- [Requirement] Could you reproduce the material below exactly, from the line containing "pub mod prelude" through its last line, and leave out everything else?

- [Available records]
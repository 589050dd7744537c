//! todo-e2e: end-to-end browser tests for the TodoMVC demo
//!
//! A page object over the TodoMVC DOM and its client-side storage, a
//! fixture that hands every test case a freshly navigated page object, and
//! feature suites under `tests/` written against the page object alone.
//!
//! # Architecture
//!
//! ```text
//! ┌──────────────┐    ┌──────────────┐    ┌─────────────────────────┐
//! │ tests/*.rs   │    │ TodoFixture  │    │ PageDriver              │
//! │ (scenarios)  │───►│  └ TodoPage  │───►│  ├ CdpPage (chromium)   │
//! │              │    │   (commands, │    │  └ MockTodoPage (memory)│
//! └──────────────┘    │  verifiers)  │    └─────────────────────────┘
//!                     └──────────────┘
//! ```
//!
//! Every verification polls until it holds or the expectation timeout
//! elapses; see [`assertion::retry`].
//!
//! The suites drive the real application in Chromium. `MockTodoPage`,
//! behind the `mock` feature, is a test double for the page object's own
//! plumbing (waiting, steps, index resolution) and says nothing about how
//! the application behaves.
//!
//! # Example
//!
//! ```no_run
//! use todo_e2e::prelude::*;
//!
//! # async fn demo() -> TodoResult<()> {
//! let fixture = TodoFixture::from_env().await?;
//! fixture
//!     .run(|page| async move {
//!         page.create_a_todo_item("feed the cat").await?;
//!         page.check_saved_todo_items(&["feed the cat"]).await
//!     })
//!     .await
//! # }
//! ```

#![warn(missing_docs)]

pub mod assertion;
pub mod browser;
pub mod config;
pub mod driver;
pub mod fixture;
pub mod locator;
pub mod logging;
#[cfg(any(test, feature = "mock"))]
pub mod mock;
pub mod model;
pub mod page_object;
pub mod result;
pub mod selectors;
pub mod step;
pub mod storage;
pub mod todo_page;

pub use assertion::{AssertionCheckResult, RetryConfig, RetryResult};
pub use browser::{BrowserSession, CdpPage};
pub use config::{Backend, E2eConfig};
pub use driver::{PageDriver, SharedDriver};
pub use fixture::{Fixture, TodoFixture};
pub use locator::{ElementState, Key, Locator, Selector};
#[cfg(any(test, feature = "mock"))]
pub use mock::{MockBrowser, MockTodoPage};
pub use model::{Filter, StoredTodo, DEFAULT_TODOS};
pub use page_object::{PageObject, UrlMatcher};
pub use result::{TodoError, TodoResult};
pub use todo_page::TodoPage;

/// Prelude for convenient imports
pub mod prelude {
    pub use super::assertion::RetryConfig;
    pub use super::config::{Backend, E2eConfig};
    pub use super::driver::PageDriver;
    pub use super::fixture::{Fixture, TodoFixture};
    pub use super::model::{Filter, StoredTodo, DEFAULT_TODOS};
    pub use super::page_object::PageObject;
    pub use super::result::{TodoError, TodoResult};
    pub use super::todo_page::TodoPage;
}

- [Solution]
pub mod prelude {
    pub use super::assertion::RetryConfig;
    pub use super::config::{Backend, E2eConfig};
    pub use super::driver::PageDriver;
    pub use super::fixture::{Fixture, TodoFixture};
    pub use super::model::{Filter, StoredTodo, DEFAULT_TODOS};
    pub use super::page_object::PageObject;
    pub use super::result::{TodoError, TodoResult};
    pub use super::todo_page::TodoPage;
}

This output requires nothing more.